Mit der Gründung des Bildungswerkes geht der Paritätische neue Wege: Mitgliedsorganisationen des Paritätischen Wohlfahrtsverbands zeigten seit jeher Interesse daran, zusätzlich zum regulären Angebot auch Bildungsarbeit zu leisten. Jedoch besteht das Problem der Finanzierbarkeit, da es sich bei Bildungsarbeit nicht um Wohlfahrtsarbeit im klassischen Sinn handelt. Aus diesem Grund kommt es 1962 zum Zusammenschluss unterschiedlicher Mitgliedsorganisationen des Paritätischen zum Paritätischen Bildungswerk, welches 1964 schließlich als eigener Verein aufgestellt wird.

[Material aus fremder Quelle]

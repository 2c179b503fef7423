//! Transport layer (spec.md §4.1, C9): two concrete transports sharing one
//! framing contract over JSON-RPC 2.0 UTF-8 messages. Generalized from the
//! teacher's synchronous STDIO-only `McpServer::run` loop into an async
//! loop plus a second, length-prefixed TCP transport for manager-launched
//! deployments.

pub mod stdio;
pub mod tcp;

pub use stdio::run_stdio;
pub use tcp::run_tcp;

use std::sync::Arc;

use vigil_protocol::jsonrpc::{JsonRpcRequest, JsonRpcResponse};
use vigil_security::sanitize::{validate_frame, FrameLimits};

use crate::dispatcher::{frame_error_to_vigil, Dispatcher};
use crate::session::Session;

/// Validates and dispatches one raw frame, shared by both transports:
/// frame-level rejections (too large, too deep, not valid JSON-RPC) never
/// reach the dispatcher and get an `id: null` error response; anything that
/// parses is handed to `Dispatcher::handle_request`.
pub(crate) async fn dispatch_frame(
    dispatcher: &Dispatcher,
    session: &Arc<Session>,
    raw: &[u8],
    limits: FrameLimits,
) -> Option<JsonRpcResponse> {
    let value = match validate_frame(raw, limits) {
        Ok(v) => v,
        Err(e) => {
            let error = frame_error_to_vigil(e);
            let correlation_id = uuid::Uuid::new_v4();
            return Some(JsonRpcResponse::error(None, error.to_jsonrpc_error(correlation_id)));
        }
    };

    let request: JsonRpcRequest = match serde_json::from_value(value) {
        Ok(r) => r,
        Err(e) => {
            let error = vigil_protocol::error::VigilError::Parse(e.to_string());
            let correlation_id = uuid::Uuid::new_v4();
            return Some(JsonRpcResponse::error(None, error.to_jsonrpc_error(correlation_id)));
        }
    };

    dispatcher.handle_request(session, request).await
}
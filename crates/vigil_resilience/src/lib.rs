//! Resilience primitives: circuit breaker (spec.md §4.4), rate limiter
//! family (spec.md §4.3), and retry/backoff used by every outbound
//! dependency client (`vigil_siem`, `vigil_intel`, the secret store).

pub mod breaker;
pub mod rate_limit;
pub mod retry;

pub use breaker::{BreakerState, CircuitBreaker, CircuitBreakerConfig};
pub use rate_limit::{RateLimitDecision, RateLimiterFamily, RateLimiterFamilyConfig};
pub use retry::{retry_idempotent, RetryConfig};
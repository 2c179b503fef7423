//! MCP-specific request/response payloads layered on the JSON-RPC envelope.

use serde::{Deserialize, Serialize};
use serde_json::Value;

pub const MCP_PROTOCOL_VERSION: &str = "2024-11-05";

#[derive(Debug, Clone, Serialize, Deserialize)]
#[serde(rename_all = "camelCase")]
pub struct InitializeParams {
    pub protocol_version: String,
    #[serde(default)]
    pub capabilities: Value,
    #[serde(default)]
    pub client_info: Value,
}

#[derive(Debug, Clone, Serialize, Deserialize)]
#[serde(rename_all = "camelCase")]
pub struct InitializeResult {
    pub protocol_version: String,
    pub capabilities: ServerCapabilities,
    pub server_info: ServerInfo,
}

#[derive(Debug, Clone, Serialize, Deserialize)]
pub struct ServerCapabilities {
    pub tools: ToolsCapability,
}

#[derive(Debug, Clone, Serialize, Deserialize)]
pub struct ToolsCapability {
    #[serde(rename = "listChanged")]
    pub list_changed: bool,
}

#[derive(Debug, Clone, Serialize, Deserialize)]
pub struct ServerInfo {
    pub name: String,
    pub version: String,
}

/// A single tool's advertised definition, as returned by `tools/list`.
#[derive(Debug, Clone, Serialize, Deserialize)]
pub struct ToolDefinition {
    pub name: String,
    pub description: String,
    #[serde(rename = "inputSchema")]
    pub input_schema: Value,
}

#[derive(Debug, Clone, Serialize, Deserialize)]
pub struct ToolsListResult {
    pub tools: Vec<ToolDefinition>,
}

/// `tools/call` params: `{name, arguments}`.
#[derive(Debug, Clone, Serialize, Deserialize)]
pub struct CallToolParams {
    pub name: String,
    #[serde(default)]
    pub arguments: Value,
}

/// A single block of a `tools/call` result's `content` array.
#[derive(Debug, Clone, Serialize, Deserialize)]
#[serde(tag = "type", rename_all = "lowercase")]
pub enum ContentBlock {
    Text { text: String },
    Json { json: Value },
}

#[derive(Debug, Clone, Serialize, Deserialize)]
pub struct ToolCallResult {
    pub content: Vec<ContentBlock>,
    #[serde(default, rename = "isError", skip_serializing_if = "std::ops::Not::not")]
    pub is_error: bool,
}

impl ToolCallResult {
    pub fn json(value: Value) -> Self {
        Self {
            content: vec![ContentBlock::Json { json: value }],
            is_error: false,
        }
    }

    pub fn text(message: impl Into<String>) -> Self {
        Self {
            content: vec![ContentBlock::Text {
                text: message.into(),
            }],
            is_error: false,
        }
    }
}
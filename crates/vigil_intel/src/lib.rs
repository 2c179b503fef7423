//! Threat-intel source clients and the fan-out enrichment orchestrator
//! (spec.md §4.3, §4.10).

pub mod http_source;
pub mod orchestrator;
pub mod source;

pub use http_source::HttpThreatIntelSource;
pub use orchestrator::{EnrichOutcome, OrchestratorConfig, ThreatIntelOrchestrator};
pub use source::{SourceError, ThreatIntelSource};
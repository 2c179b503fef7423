//! Per-tool JSON-schema validation, backed by the `jsonschema` crate.

use crate::error::SecurityError;
use jsonschema::Validator;
use serde_json::Value;
use std::collections::HashMap;

/// Compiles and caches one [`Validator`] per registered tool schema.
pub struct SchemaValidator {
    compiled: HashMap<String, Validator>,
}

impl SchemaValidator {
    pub fn new() -> Self {
        Self {
            compiled: HashMap::new(),
        }
    }

    /// Compile and register `schema` under `tool_name`. Returns an error if
    /// the schema itself is not valid JSON-schema.
    pub fn register(&mut self, tool_name: impl Into<String>, schema: &Value) -> Result<(), SecurityError> {
        let validator = jsonschema::validator_for(schema)
            .map_err(|e| SecurityError::SchemaMismatch {
                tool: "<registration>".into(),
                reason: e.to_string(),
            })?;
        self.compiled.insert(tool_name.into(), validator);
        Ok(())
    }

    /// Validate `params` against the tool's registered schema.
    pub fn validate(&self, tool_name: &str, params: &Value) -> Result<(), SecurityError> {
        let validator = self
            .compiled
            .get(tool_name)
            .ok_or_else(|| SecurityError::UnknownTool(tool_name.to_string()))?;

        if let Err(first_error) = validator.validate(params) {
            return Err(SecurityError::SchemaMismatch {
                tool: tool_name.to_string(),
                reason: first_error.to_string(),
            });
        }
        Ok(())
    }
}

impl Default for SchemaValidator {
    fn default() -> Self {
        Self::new()
    }
}

#[cfg(test)]
mod tests {
    use super::*;
    use serde_json::json;

    #[test]
    fn validates_params_matching_schema() {
        let mut validator = SchemaValidator::new();
        let schema = json!({
            "type": "object",
            "properties": { "indices": { "type": "array" } },
            "required": ["indices"]
        });
        validator.register("query_events", &schema).unwrap();

        assert!(validator
            .validate("query_events", &json!({ "indices": ["honeypot-*"] }))
            .is_ok());
    }

    #[test]
    fn rejects_params_violating_schema() {
        let mut validator = SchemaValidator::new();
        let schema = json!({
            "type": "object",
            "properties": { "indices": { "type": "array" } },
            "required": ["indices"]
        });
        validator.register("query_events", &schema).unwrap();

        assert!(validator.validate("query_events", &json!({})).is_err());
    }

    #[test]
    fn unknown_tool_is_an_error() {
        let validator = SchemaValidator::new();
        assert!(matches!(
            validator.validate("nonexistent", &json!({})),
            Err(SecurityError::UnknownTool(_))
        ));
    }
}
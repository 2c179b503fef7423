//! MCP (Model Context Protocol) wire format and error taxonomy.
//!
//! Implements JSON-RPC 2.0 framing for the tool-calling protocol spoken
//! between AI clients and the Vigil Sentry server, plus the stable error
//! code table the rest of the workspace maps its failures onto.

pub mod error;
pub mod jsonrpc;
pub mod mcp;

pub use error::{ErrorCode, VigilError};
pub use jsonrpc::{JsonRpcError, JsonRpcRequest, JsonRpcResponse, RequestId, JSONRPC_VERSION};
pub use mcp::{
    CallToolParams, ContentBlock, InitializeParams, InitializeResult, ServerCapabilities,
    ServerInfo, ToolCallResult, ToolDefinition, ToolsListResult, MCP_PROTOCOL_VERSION,
};
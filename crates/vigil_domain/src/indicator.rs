//! `Indicator` (spec.md §3): a tagged security observable. Equality is by
//! `(kind, normalized value)` — IPs are parsed and re-emitted canonically,
//! domains are lowercased — so the same indicator expressed two different
//! ways on the wire compares equal once constructed through these
//! constructors.

use serde::{Deserialize, Serialize};
use std::fmt;
use std::net::{IpAddr, Ipv4Addr, Ipv6Addr};
use std::str::FromStr;
use thiserror::Error;

#[derive(Debug, Clone, PartialEq, Eq, Hash, Serialize, Deserialize)]
#[serde(tag = "kind", content = "value", rename_all = "snake_case")]
pub enum Indicator {
    Ipv4(Ipv4Addr),
    Ipv6(Ipv6Addr),
    Domain(String),
    Url(String),
    FileHash(String),
}

#[derive(Debug, Error)]
pub enum IndicatorError {
    #[error("empty indicator value")]
    Empty,
    #[error("not a valid URL: {0}")]
    InvalidUrl(String),
    #[error("not a valid file hash: {0}")]
    InvalidHash(String),
}

impl Indicator {
    /// Parse and normalize a free-text string into the first matching
    /// indicator kind: IPv4, then IPv6, then a bare hex hash (32/40/64 hex
    /// chars — md5/sha1/sha256), then a URL (contains `://`), else a
    /// lowercased domain.
    pub fn parse(raw: &str) -> Result<Self, IndicatorError> {
        let trimmed = raw.trim();
        if trimmed.is_empty() {
            return Err(IndicatorError::Empty);
        }

        if let Ok(ip) = Ipv4Addr::from_str(trimmed) {
            return Ok(Indicator::Ipv4(ip));
        }
        if let Ok(ip) = Ipv6Addr::from_str(trimmed) {
            return Ok(Indicator::Ipv6(ip));
        }
        if let Ok(ip) = IpAddr::from_str(trimmed) {
            return Ok(match ip {
                IpAddr::V4(v4) => Indicator::Ipv4(v4),
                IpAddr::V6(v6) => Indicator::Ipv6(v6),
            });
        }
        if is_hex_hash(trimmed) {
            return Ok(Indicator::FileHash(trimmed.to_lowercase()));
        }
        if trimmed.contains("://") {
            return Ok(Indicator::Url(trimmed.to_string()));
        }
        Ok(Indicator::Domain(trimmed.to_lowercase()))
    }

    pub fn ipv4(addr: Ipv4Addr) -> Self {
        Indicator::Ipv4(addr)
    }

    pub fn domain(raw: &str) -> Self {
        Indicator::Domain(raw.trim().to_lowercase())
    }

    /// The `/prefix_len` subnet this indicator's address falls in, if it is
    /// an IP indicator (used by the correlator's network stage, spec.md
    /// §4.9 stage 6).
    pub fn subnet(&self, prefix_len: u8) -> Option<String> {
        match self {
            Indicator::Ipv4(addr) => {
                let mask = if prefix_len >= 32 {
                    u32::MAX
                } else {
                    !0u32 << (32 - prefix_len)
                };
                let network = u32::from(*addr) & mask;
                Some(format!("{}/{}", Ipv4Addr::from(network), prefix_len))
            }
            Indicator::Ipv6(addr) => {
                let bits = u128::from(*addr);
                let mask = if prefix_len >= 128 {
                    u128::MAX
                } else {
                    !0u128 << (128 - prefix_len)
                };
                Some(format!("{}/{}", Ipv6Addr::from(bits & mask), prefix_len))
            }
            _ => None,
        }
    }
}

impl fmt::Display for Indicator {
    fn fmt(&self, f: &mut fmt::Formatter<'_>) -> fmt::Result {
        match self {
            Indicator::Ipv4(addr) => write!(f, "{addr}"),
            Indicator::Ipv6(addr) => write!(f, "{addr}"),
            Indicator::Domain(d) => write!(f, "{d}"),
            Indicator::Url(u) => write!(f, "{u}"),
            Indicator::FileHash(h) => write!(f, "{h}"),
        }
    }
}

fn is_hex_hash(value: &str) -> bool {
    matches!(value.len(), 32 | 40 | 64) && value.chars().all(|c| c.is_ascii_hexdigit())
}

#[cfg(test)]
mod tests {
    use super::*;

    #[test]
    fn parses_ipv4() {
        let ind = Indicator::parse("203.0.113.10").unwrap();
        assert_eq!(ind, Indicator::Ipv4("203.0.113.10".parse().unwrap()));
    }

    #[test]
    fn domains_are_lowercased_for_equality() {
        let a = Indicator::parse("C2.Example.TEST").unwrap();
        let b = Indicator::parse("c2.example.test").unwrap();
        assert_eq!(a, b);
    }

    #[test]
    fn detects_sha256_hash() {
        let hash = "a".repeat(64);
        let ind = Indicator::parse(&hash).unwrap();
        assert_eq!(ind, Indicator::FileHash(hash));
    }

    #[test]
    fn detects_url_by_scheme_separator() {
        let ind = Indicator::parse("https://c2.example.test/beacon").unwrap();
        assert!(matches!(ind, Indicator::Url(_)));
    }

    #[test]
    fn subnet_masks_ipv4_to_slash_24() {
        let ind = Indicator::ipv4("203.0.113.10".parse().unwrap());
        assert_eq!(ind.subnet(24).unwrap(), "203.0.113.0/24");
    }

    #[test]
    fn empty_input_is_rejected() {
        assert!(matches!(Indicator::parse("   "), Err(IndicatorError::Empty)));
    }
}
//! Shared security-analysis data model (spec.md §3): events retrieved from
//! the SIEM store, canonical indicators, correlated campaigns, threat-intel
//! results, and the stream-cursor/session types the query engine produces.
//!
//! This crate owns no I/O; it is pure data + invariant-checking logic,
//! shared by `vigil_siem`, `vigil_intel`, `vigil_query`, and
//! `vigil_correlate` so none of them need to depend on each other just to
//! pass a `Campaign` or `Event` around.

pub mod campaign;
pub mod event;
pub mod indicator;
pub mod stream;
pub mod threat_intel;

pub use campaign::{Campaign, CampaignCounts, DomainError, IndicatorRelationship, RelationshipKind};
pub use event::{Event, EventId};
pub use indicator::Indicator;
pub use stream::{SessionKey, StreamCursor};
pub use threat_intel::{GeoMetadata, NetworkMetadata, SourceResult, ThreatIntelResult};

Um das Problem der Finanzierbarkeit zu lösen, erweitert man den Begriff von Wohlfahrtsarbeit für den Paritätischen Wohlfahrtsverband: Bei Wohlfahrtsarbeit handle es sich nicht mehr ausschließlich um ein Betreuungsverhältnis, sondern auch um die Qualifikation zu selbstständiger Prävention und Nachsorge. Das Bildungswerk stellt damit auch an sich selbst den Anspruch, eine Form der Ermächtigung zur Selbsthilfe für Initiativen zu sein.

Das Programm des Bildungswerks orientiert sich frühzeitig an den Bedürfnissen der Selbsthilfebewegung und gibt in deren Richtung unterstützende Impulse. So ist es etwa maßgeblich an der Frankfurter Krippentagung beteiligt, die 1967 im Wilhelm-Polligkeit-Institut stattfindet und als wesentlicher Ausgangspunkt der Kinderladenbewegung gilt, die sich in dieser Zeit zu formieren beginnt.

Eltern-Kind-Initiativen im Paritätischen

Im Oktober 1967 findet im Wilhelm-Polligkeit-Institut in Kooperation zwischen dem Paritätischen und dem Deutschen Studentenwerk (heute: Deutsches Studierendenwerk), einer Mitgliedsorganisation des Paritätischen, eine Tagung zum Thema Tagesstätten für Kinder von Studenten statt. Der Hintergrund: Nur in drei deutschen Städten gibt es zu diesem Zeitpunkt Kinderkrippen, die auf die Aufnahme der Kinder von Studierenden spezialisiert sind. Im Institut präsentieren die Studierenden nun erstmals Lösungen, die weitgehend auf dem Selbsthilfe-Ansatz basieren.

Die Epizentren dessen, was schließlich unter dem Begriff der Kinderladenbewegung zusammengefasst werden wird, sind mit Stuttgart, Hamburg und Berlin (West) auch die Mittelpunkte der studentischen Protestbewegungen der Zeit. Das Ziel von Kinderläden ist dabei, durch Kollektivierung von Sorgearbeit auch Geschlechterrollen aufzubrechen und Frauen Handlungsspielräume zu eröffnen. Seit Mitte der 1970er Jahre streben die Kinderläden vermehrt die Aufnahme im Paritätischen an. Die weltanschauliche Offenheit des Verbandes erleichtert die gegenseitige Annäherung.

2011 veröffentlicht der Gesamtverband eine Broschüre zu „Elterninitiativen und Elternvereinen als kleine Träger von Kindertageseinrichtungen“ und geht in dieser auch auf die Entstehung von Elterninitiativen in den späten 1960er Jahren ein.